▶ Work to be completed
In the entries below, find the lines with the word "Nepal" and copy them.

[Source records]
--- START ---

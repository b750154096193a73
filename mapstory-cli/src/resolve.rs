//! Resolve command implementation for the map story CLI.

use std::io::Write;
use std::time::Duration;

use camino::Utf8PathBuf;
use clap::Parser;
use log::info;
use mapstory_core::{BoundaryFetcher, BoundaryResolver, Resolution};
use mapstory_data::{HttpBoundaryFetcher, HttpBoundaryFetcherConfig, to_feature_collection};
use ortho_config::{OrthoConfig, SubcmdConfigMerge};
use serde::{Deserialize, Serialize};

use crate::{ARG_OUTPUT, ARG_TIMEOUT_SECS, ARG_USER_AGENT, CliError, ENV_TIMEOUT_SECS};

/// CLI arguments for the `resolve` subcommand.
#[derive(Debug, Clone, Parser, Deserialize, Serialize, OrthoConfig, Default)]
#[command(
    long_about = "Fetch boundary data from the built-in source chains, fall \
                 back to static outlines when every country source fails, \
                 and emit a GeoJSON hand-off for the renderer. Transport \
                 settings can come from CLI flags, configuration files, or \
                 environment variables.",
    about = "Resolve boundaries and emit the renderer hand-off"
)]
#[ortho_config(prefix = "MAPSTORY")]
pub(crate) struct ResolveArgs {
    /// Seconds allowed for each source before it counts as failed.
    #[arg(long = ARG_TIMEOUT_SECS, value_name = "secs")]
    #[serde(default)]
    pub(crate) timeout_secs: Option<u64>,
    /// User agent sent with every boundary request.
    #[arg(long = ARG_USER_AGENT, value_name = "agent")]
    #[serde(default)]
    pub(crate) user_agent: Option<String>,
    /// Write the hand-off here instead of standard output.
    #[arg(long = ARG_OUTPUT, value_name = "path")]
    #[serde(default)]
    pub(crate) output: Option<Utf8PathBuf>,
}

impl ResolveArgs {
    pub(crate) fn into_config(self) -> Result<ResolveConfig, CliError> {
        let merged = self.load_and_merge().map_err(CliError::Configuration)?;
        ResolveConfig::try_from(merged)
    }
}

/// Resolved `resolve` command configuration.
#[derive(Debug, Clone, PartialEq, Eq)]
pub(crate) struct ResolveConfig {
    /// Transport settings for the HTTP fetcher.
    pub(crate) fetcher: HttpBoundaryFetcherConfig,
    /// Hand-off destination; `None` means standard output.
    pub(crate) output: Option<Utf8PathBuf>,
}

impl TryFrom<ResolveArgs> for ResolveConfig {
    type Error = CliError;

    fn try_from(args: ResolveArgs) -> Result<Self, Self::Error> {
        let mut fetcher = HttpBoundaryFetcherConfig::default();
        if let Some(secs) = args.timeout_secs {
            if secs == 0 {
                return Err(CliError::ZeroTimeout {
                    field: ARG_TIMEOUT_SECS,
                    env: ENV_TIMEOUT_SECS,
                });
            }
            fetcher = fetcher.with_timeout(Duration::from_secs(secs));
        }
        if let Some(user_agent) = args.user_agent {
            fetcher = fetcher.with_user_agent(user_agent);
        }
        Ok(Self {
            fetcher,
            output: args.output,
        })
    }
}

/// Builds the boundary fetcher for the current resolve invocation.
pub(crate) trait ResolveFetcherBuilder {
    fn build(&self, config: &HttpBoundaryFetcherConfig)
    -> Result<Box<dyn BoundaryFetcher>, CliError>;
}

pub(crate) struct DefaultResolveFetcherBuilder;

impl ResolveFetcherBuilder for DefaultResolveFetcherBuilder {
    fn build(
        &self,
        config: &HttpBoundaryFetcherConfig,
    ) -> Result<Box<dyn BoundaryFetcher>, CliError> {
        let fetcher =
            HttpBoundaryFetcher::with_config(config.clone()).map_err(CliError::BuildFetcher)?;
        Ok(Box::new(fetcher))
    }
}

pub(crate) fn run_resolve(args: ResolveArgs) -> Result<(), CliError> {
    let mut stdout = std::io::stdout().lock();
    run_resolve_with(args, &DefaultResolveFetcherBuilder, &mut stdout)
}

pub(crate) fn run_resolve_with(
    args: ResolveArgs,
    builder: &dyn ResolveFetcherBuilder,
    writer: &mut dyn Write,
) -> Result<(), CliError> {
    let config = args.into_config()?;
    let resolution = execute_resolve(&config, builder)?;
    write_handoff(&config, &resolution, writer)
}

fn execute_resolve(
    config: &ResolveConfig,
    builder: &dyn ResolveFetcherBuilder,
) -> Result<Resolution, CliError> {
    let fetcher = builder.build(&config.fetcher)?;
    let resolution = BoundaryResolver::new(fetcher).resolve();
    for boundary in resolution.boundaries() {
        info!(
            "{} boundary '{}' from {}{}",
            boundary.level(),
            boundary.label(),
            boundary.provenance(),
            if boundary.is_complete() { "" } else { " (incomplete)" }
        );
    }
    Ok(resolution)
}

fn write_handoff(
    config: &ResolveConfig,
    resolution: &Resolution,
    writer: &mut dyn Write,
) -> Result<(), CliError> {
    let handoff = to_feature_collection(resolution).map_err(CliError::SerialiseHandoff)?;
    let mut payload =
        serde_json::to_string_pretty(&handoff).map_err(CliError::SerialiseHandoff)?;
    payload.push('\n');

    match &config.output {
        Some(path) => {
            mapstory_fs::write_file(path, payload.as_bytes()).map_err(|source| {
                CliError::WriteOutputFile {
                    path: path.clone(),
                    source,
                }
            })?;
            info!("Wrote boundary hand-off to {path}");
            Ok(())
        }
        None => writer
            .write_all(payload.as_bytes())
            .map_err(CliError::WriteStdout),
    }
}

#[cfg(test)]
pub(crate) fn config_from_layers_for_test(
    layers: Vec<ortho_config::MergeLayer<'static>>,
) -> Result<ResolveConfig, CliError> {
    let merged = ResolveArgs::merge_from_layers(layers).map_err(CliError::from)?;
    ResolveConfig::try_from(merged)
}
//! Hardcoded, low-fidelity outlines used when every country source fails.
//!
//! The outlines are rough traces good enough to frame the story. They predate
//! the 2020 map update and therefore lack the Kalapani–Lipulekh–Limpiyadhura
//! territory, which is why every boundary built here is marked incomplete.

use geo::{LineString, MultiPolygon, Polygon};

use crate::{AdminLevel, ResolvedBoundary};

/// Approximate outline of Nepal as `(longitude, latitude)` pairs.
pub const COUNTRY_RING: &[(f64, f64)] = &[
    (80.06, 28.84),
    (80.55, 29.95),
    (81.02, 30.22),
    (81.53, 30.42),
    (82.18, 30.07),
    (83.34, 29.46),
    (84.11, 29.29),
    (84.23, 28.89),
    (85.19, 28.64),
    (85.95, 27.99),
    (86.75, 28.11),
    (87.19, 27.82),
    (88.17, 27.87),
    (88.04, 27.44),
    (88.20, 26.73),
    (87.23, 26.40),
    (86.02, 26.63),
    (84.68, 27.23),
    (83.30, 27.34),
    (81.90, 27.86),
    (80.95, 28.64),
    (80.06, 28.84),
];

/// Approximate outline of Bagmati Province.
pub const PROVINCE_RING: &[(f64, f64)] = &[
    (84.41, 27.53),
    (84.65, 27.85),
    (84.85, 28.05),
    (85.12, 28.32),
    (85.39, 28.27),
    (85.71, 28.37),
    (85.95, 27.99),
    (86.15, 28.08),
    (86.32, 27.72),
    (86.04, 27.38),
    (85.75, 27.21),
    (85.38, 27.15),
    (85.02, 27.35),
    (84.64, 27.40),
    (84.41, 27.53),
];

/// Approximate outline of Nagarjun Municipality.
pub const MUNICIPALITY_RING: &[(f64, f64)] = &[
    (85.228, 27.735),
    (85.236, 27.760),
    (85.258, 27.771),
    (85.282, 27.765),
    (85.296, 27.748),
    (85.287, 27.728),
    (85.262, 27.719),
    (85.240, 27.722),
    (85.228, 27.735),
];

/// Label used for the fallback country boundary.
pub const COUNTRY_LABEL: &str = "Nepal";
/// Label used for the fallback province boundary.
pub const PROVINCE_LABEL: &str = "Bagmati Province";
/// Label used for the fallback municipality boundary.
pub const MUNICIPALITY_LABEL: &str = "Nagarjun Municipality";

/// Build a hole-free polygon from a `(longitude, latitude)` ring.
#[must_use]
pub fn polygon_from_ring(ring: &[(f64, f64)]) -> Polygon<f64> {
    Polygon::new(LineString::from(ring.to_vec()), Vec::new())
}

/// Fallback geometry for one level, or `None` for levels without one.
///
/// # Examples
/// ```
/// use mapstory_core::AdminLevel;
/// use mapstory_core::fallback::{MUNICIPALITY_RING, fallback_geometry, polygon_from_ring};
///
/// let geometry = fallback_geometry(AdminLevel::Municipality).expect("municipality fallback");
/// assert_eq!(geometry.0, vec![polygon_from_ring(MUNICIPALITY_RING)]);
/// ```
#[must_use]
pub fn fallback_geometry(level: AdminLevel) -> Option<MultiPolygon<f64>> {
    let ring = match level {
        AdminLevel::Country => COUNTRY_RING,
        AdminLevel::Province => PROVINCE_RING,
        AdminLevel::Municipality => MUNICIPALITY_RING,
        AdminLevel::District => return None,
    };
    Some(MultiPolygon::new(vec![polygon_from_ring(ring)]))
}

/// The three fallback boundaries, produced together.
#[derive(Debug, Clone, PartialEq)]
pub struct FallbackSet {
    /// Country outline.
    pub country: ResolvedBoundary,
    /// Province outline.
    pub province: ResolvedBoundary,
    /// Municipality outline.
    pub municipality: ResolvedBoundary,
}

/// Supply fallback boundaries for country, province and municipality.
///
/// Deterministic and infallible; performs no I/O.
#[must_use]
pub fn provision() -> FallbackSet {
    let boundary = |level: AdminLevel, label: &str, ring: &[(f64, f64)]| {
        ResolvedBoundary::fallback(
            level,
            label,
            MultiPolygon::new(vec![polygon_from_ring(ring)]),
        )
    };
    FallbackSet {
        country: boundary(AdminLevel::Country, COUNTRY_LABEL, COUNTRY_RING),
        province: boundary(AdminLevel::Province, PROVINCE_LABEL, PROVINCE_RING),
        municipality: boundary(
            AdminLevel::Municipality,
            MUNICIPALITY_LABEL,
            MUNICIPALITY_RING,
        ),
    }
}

--- END ---
--- START ---

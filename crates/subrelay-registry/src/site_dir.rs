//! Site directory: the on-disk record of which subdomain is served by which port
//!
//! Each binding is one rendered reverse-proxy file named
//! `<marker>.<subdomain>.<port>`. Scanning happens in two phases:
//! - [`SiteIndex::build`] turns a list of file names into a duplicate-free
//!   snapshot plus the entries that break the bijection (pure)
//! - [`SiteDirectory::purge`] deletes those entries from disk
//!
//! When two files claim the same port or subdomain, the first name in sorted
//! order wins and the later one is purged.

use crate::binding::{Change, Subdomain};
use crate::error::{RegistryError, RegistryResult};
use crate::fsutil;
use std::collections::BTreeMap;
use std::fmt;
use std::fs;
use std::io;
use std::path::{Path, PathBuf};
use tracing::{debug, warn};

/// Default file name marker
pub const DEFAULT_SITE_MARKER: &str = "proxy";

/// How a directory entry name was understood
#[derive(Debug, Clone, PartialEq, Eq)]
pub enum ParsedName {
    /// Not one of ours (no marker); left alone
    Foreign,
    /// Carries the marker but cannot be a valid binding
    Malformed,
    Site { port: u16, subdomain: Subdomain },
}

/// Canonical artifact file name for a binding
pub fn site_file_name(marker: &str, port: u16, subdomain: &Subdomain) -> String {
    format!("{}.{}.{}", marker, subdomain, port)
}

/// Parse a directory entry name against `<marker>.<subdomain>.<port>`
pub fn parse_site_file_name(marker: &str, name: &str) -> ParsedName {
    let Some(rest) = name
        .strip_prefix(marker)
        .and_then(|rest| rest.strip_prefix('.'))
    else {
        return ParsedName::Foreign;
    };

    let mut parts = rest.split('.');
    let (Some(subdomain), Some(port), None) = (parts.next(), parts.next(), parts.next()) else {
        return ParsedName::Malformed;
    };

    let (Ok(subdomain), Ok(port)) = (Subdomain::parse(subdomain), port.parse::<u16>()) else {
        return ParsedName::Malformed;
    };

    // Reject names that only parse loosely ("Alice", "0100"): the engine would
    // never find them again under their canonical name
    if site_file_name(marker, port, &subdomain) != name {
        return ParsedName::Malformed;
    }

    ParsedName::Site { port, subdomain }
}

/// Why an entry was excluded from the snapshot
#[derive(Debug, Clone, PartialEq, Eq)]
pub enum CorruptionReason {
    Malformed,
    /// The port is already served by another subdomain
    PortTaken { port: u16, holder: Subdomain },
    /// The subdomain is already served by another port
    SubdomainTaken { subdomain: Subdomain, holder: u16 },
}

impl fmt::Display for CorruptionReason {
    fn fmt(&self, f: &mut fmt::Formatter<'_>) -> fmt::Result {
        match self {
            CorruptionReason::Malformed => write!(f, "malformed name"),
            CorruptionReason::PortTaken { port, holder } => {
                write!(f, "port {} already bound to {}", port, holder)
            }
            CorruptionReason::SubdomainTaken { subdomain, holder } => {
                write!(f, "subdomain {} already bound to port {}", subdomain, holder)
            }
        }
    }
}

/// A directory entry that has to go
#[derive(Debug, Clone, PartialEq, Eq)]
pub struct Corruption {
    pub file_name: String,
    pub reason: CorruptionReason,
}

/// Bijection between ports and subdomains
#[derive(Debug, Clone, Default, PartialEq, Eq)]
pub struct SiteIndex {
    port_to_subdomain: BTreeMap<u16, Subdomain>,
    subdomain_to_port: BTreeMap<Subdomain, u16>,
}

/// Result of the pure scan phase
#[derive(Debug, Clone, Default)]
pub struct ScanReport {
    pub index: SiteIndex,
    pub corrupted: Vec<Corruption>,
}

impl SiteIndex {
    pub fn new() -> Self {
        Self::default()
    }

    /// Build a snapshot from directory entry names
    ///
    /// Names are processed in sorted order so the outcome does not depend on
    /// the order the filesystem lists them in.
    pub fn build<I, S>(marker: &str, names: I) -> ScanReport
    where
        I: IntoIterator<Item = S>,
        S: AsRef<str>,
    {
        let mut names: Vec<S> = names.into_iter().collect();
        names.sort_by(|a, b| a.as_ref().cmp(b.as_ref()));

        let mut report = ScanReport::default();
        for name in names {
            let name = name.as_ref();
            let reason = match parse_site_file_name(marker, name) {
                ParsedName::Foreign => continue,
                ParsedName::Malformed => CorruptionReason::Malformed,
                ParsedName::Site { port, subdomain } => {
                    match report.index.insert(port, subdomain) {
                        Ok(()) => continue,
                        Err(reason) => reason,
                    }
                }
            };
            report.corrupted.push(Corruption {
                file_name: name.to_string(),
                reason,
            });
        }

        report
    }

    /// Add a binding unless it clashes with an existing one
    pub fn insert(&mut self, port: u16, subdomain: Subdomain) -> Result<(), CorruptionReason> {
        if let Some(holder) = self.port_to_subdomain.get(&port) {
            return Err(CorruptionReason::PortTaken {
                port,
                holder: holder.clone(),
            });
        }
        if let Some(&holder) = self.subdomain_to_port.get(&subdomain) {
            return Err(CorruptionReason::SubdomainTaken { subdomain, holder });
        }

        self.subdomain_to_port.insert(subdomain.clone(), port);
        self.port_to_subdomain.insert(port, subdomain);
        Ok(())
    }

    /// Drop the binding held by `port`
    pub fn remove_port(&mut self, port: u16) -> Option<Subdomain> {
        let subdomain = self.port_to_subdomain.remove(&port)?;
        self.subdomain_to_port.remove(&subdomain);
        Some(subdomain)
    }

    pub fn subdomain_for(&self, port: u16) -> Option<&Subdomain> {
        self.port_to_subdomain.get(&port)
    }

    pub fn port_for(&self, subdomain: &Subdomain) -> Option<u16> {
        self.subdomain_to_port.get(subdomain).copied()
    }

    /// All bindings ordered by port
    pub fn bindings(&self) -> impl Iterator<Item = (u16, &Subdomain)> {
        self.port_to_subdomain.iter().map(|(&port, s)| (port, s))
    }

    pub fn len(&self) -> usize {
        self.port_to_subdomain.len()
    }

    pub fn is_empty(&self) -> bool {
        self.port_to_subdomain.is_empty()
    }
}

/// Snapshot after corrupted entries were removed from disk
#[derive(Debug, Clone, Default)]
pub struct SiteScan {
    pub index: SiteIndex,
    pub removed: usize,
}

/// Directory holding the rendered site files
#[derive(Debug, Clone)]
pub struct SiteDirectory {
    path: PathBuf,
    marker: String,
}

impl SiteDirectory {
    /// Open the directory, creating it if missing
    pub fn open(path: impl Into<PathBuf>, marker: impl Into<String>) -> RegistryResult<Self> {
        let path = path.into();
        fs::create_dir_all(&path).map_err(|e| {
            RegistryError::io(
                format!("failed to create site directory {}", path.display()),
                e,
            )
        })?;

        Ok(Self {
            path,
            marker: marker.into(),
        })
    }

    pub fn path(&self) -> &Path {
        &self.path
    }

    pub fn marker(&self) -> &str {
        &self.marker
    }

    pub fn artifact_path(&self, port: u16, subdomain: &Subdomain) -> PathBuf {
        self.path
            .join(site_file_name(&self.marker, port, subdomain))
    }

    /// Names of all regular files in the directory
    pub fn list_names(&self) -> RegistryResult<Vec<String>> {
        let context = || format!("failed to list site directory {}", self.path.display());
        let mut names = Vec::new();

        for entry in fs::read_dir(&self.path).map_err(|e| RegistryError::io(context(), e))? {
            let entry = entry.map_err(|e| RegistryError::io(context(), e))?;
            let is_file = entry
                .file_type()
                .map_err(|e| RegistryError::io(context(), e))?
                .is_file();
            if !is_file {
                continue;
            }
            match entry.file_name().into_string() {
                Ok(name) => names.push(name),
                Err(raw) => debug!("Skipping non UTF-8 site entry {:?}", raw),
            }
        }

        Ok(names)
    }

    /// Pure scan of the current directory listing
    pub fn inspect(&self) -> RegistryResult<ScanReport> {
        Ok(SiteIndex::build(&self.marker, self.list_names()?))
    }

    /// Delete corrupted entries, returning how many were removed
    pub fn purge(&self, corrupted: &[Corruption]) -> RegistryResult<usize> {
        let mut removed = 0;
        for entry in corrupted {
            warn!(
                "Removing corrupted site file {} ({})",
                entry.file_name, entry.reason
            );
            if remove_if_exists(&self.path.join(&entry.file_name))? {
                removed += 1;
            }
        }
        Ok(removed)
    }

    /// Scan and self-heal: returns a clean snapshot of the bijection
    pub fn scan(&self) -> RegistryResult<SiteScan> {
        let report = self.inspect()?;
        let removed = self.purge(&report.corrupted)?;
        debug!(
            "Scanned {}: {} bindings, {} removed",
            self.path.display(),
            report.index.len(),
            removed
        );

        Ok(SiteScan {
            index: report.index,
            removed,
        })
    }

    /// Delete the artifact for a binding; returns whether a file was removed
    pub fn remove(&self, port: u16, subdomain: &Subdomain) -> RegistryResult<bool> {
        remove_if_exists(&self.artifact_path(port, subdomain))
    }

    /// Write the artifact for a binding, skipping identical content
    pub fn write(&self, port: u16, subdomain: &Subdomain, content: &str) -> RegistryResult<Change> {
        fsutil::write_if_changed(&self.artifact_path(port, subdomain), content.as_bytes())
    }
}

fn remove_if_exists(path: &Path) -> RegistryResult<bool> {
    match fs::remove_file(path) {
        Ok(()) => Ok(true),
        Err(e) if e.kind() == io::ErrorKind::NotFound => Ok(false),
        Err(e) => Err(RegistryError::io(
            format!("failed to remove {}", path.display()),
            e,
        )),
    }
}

--- END ---

▶ Written solution
/// Approximate outline of Nepal as `(longitude, latitude)` pairs.
pub const COUNTRY_LABEL: &str = "Nepal";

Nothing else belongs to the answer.